===== Extracted data

use super::intent::{choose_intent, EnemyConfig, EnemySkill, Intent, IntentTracker};
use super::log::{CombatEvent, CombatLog};
use super::state::{BattleOutcome, CombatPhase, CombatState, EnemyState};

/// Result of a successful `play_card`.
#[derive(Clone, Debug, PartialEq, Eq)]
pub struct PlayResult {
    pub card: Card,
    /// Energy actually paid.
    pub cost: i32,
    pub report: EffectReport,
    pub relics: Vec<RelicActivation>,
    /// Set when the play ended the combat.
    pub outcome: Option<BattleOutcome>,
}

/// One player's run state plus the combat in progress.
pub struct CombatSession {
    config: CombatConfig,
    cards: CardCatalog,
    relic_catalog: RelicCatalog,
    deck: DeckEngine,
    relics: RelicEngine,
    progress: PlayerProgress,
    state: Option<CombatState>,
    log: CombatLog,
    intents: IntentTracker,
    intent_rng: GameRng,
    reward_rng: GameRng,
}

impl CombatSession {
    /// New session with the built-in card and relic sets.
    ///
    /// `seed` determines every shuffle, intent, and reward.
    #[must_use]
    pub fn new(config: CombatConfig, seed: u64) -> Self {
        let rng = GameRng::new(seed);
        Self {
            deck: DeckEngine::new(&config, rng.for_context("deck")),
            progress: PlayerProgress::new(config.player_max_hp),
            config,
            cards: CardCatalog::standard(),
            relic_catalog: RelicCatalog::standard(),
            relics: RelicEngine::new(),
            state: None,
            log: CombatLog::new(),
            intents: IntentTracker::new(),
            intent_rng: rng.for_context("intent"),
            reward_rng: rng.for_context("reward"),
        }
    }

    /// Use a different card catalog (builder pattern).
    #[must_use]
    pub fn with_cards(mut self, cards: CardCatalog) -> Self {
        self.cards = cards;
        self
    }

    /// Use a different relic catalog (builder pattern).
    #[must_use]
    pub fn with_relic_catalog(mut self, catalog: RelicCatalog) -> Self {
        self.relic_catalog = catalog;
        self
    }

    /// Resume from a progress record (builder pattern).
    ///
    /// Deck and relic ids that cannot be restored are skipped with a warning.
    /// A deck over the size limit keeps its first cards.
    #[must_use]
    pub fn with_progress(mut self, progress: PlayerProgress) -> Self {
        for id in &progress.deck {
            let Some(card) = self.cards.instantiate(id) else {
                warn!(card = %id, "unknown card in progress, skipped");
                continue;
            };
            if let Err(err) = self.deck.add_card_to_deck(card) {
                warn!(card = %id, %err, "card not restored");
            }
        }
        for id in &progress.relics {
            if let Err(err) = self.relics.grant_from_catalog(&self.relic_catalog, id) {
                warn!(relic = %id, %err, "relic not restored");
            }
        }
        self.progress = progress;
        self.progress.sync_deck(self.deck.deck());
        self.progress.relics = self.relics.owned_ids();
        self
    }

    // === Queries ===

    #[must_use]
    pub fn config(&self) -> &CombatConfig {
        &self.config
    }

    #[must_use]
    pub fn cards(&self) -> &CardCatalog {
        &self.cards
    }

    #[must_use]
    pub fn deck(&self) -> &DeckEngine {
        &self.deck
    }

    #[must_use]
    pub fn relics(&self) -> &RelicEngine {
        &self.relics
    }

    #[must_use]
    pub fn progress(&self) -> &PlayerProgress {
        &self.progress
    }

    #[must_use]
    pub fn intent_tracker(&self) -> &IntentTracker {
        &self.intents
    }

    /// Snapshot of the current or most recent combat.
    #[must_use]
    pub fn get_combat_state(&self) -> Option<&CombatState> {
        self.state.as_ref()
    }

    #[must_use]
    pub fn get_combat_log(&self) -> &CombatLog {
        &self.log
    }

    #[must_use]
    pub fn in_combat(&self) -> bool {
        self.state.as_ref().is_some_and(CombatState::in_combat)
    }

    /// Would the combat end right now, and how?
    ///
    /// Pure query; never advances the turn counter.
    #[must_use]
    pub fn check_battle_end(&self) -> Option<BattleOutcome> {
        self.state
            .as_ref()
            .and_then(|state| battle_end(state, &self.config))
    }

    // === Combat flow ===

    /// Begin a combat against `enemy`, replacing any previous one.
    ///
    /// Builds the starter deck first if the player has no cards yet.
    pub fn start_combat(&mut self, enemy: EnemyConfig) -> Result<Option<BattleOutcome>, CombatError> {
        if self.deck.deck().is_empty() {
            self.create_starter_deck()?;
        }

        self.deck.reset_for_combat();
        self.relics.reset_combat_state();
        self.log.clear();
        self.intents.clear();

        info!(enemy = %enemy.id, hp = enemy.hp, deck = self.deck.deck().len(), "combat started");
        self.log.push(1, CombatEvent::CombatStarted { enemy: enemy.name.clone() });

        self.state = Some(CombatState {
            turn: 1,
            phase: CombatPhase::NotStarted,
            player: Combatant::new(self.config.player_max_hp, self.config.player_max_energy),
            enemy: EnemyState::spawn(enemy),
        });

        let mut battle = self.battle()?;
        battle.fire(TriggerTiming::CombatStart, TriggerExtra::default());
        if let Some(outcome) = battle.settle() {
            return Ok(Some(outcome));
        }
        battle.declare_intent();
        Ok(battle.start_player_turn())
    }

    /// Play the first copy of `card_id` in hand on `target`.
    pub fn play_card(&mut self, card_id: &CardId, target: Target) -> Result<PlayResult, CombatError> {
        self.battle()?.play_card(card_id, target)
    }

    /// Finish the player's turn.
    pub fn end_player_turn(&mut self) -> Result<Option<BattleOutcome>, CombatError> {
        self.battle()?.end_player_turn()
    }

    /// Run the enemy's declared action, then start the next player turn.
    pub fn enemy_turn(&mut self) -> Result<Option<BattleOutcome>, CombatError> {
        self.battle()?.enemy_turn()
    }

    /// Force the combat to end.
    pub fn end_combat(&mut self, outcome: BattleOutcome) -> Result<(), CombatError> {
        self.battle()?.end_combat(outcome);
        Ok(())
    }

    fn battle(&mut self) -> Result<Battle<'_>, CombatError> {
        let state = self.state.as_mut().ok_or(CombatError::NotInCombat)?;
        if matches!(state.phase, CombatPhase::Ended(_)) {
            return Err(CombatError::NotInCombat);
        }
        Ok(Battle {
            state,
            config: &self.config,
            deck: &mut self.deck,
            relics: &mut self.relics,
            progress: &mut self.progress,
            log: &mut self.log,
            intents: &mut self.intents,
            intent_rng: &mut self.intent_rng,
        })
    }

    // === Growth ===

    /// Replace the deck with a starter deck from the card catalog.
    pub fn create_starter_deck(&mut self) -> Result<(), DeckError> {
        self.deck.create_starter_deck(&self.cards, &self.config.starter)?;
        self.progress.sync_deck(self.deck.deck());
        Ok(())
    }

    pub fn add_card_to_deck(&mut self, card: Card) -> Result<(), DeckError> {
        self.deck.add_card_to_deck(card)?;
        self.progress.sync_deck(self.deck.deck());
        Ok(())
    }

    /// Add a copy of a catalog card.
    pub fn add_catalog_card(&mut self, id: &CardId) -> Result<(), DeckError> {
        let card = self.cards.instantiate(id).ok_or(DeckError::CardNotInDeck)?;
        self.add_card_to_deck(card)
    }

    /// Remove a card, keeping at least `min_deck_size` cards.
    pub fn remove_card_from_deck(&mut self, id: &CardId) -> Result<Card, DeckError> {
        let card = self.deck.remove_card_from_deck(id, self.config.min_deck_size)?;
        self.progress.sync_deck(self.deck.deck());
        Ok(card)
    }

    pub fn upgrade_card(&mut self, id: &CardId) -> Result<Card, DeckError> {
        let card = self.deck.upgrade_card(id)?.clone();
        self.progress.sync_deck(self.deck.deck());
        Ok(card)
    }

    /// Grant a relic from the relic catalog.
    pub fn grant_relic(&mut self, id: &RelicId) -> Result<(), RelicError> {
        self.relics.grant_from_catalog(&self.relic_catalog, id)?;
        self.progress.relics = self.relics.owned_ids();
        Ok(())
    }

    /// Grant a relic that is not in the catalog.
    pub fn grant_relic_template(&mut self, relic: Relic) -> Result<(), RelicError> {
        self.relics.grant(relic)?;
        self.progress.relics = self.relics.owned_ids();
        Ok(())
    }

    pub fn remove_relic(&mut self, id: &RelicId) -> Result<Relic, RelicError> {
        let relic = self.relics.remove(id)?;
        self.progress.relics = self.relics.owned_ids();
        Ok(relic)
    }

    /// Offer up to `count` relics, biased toward the deck's archetype.
    pub fn generate_relic_reward(&mut self, count: usize) -> Vec<Relic> {
        generate_relic_reward(
            &self.relic_catalog,
            &self.relics,
            &self.deck.type_counts(),
            count,
            &mut self.reward_rng,
        )
    }
}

==========

◆ **What you have to do**
In the listing above, find the line containing "self.add_card_to_deck(card)" and the line containing "let card = self.deck.upgrade_card(id)?.clone();", then retype both and every line between them exactly, with nothing else.

◆ **Output for this exercise**
        self.add_card_to_deck(card)
    }

    /// Remove a card, keeping at least `min_deck_size` cards.
    pub fn remove_card_from_deck(&mut self, id: &CardId) -> Result<Card, DeckError> {
        let card = self.deck.remove_card_from_deck(id, self.config.min_deck_size)?;
        self.progress.sync_deck(self.deck.deck());
        Ok(card)
    }

    pub fn upgrade_card(&mut self, id: &CardId) -> Result<Card, DeckError> {
        let card = self.deck.upgrade_card(id)?.clone();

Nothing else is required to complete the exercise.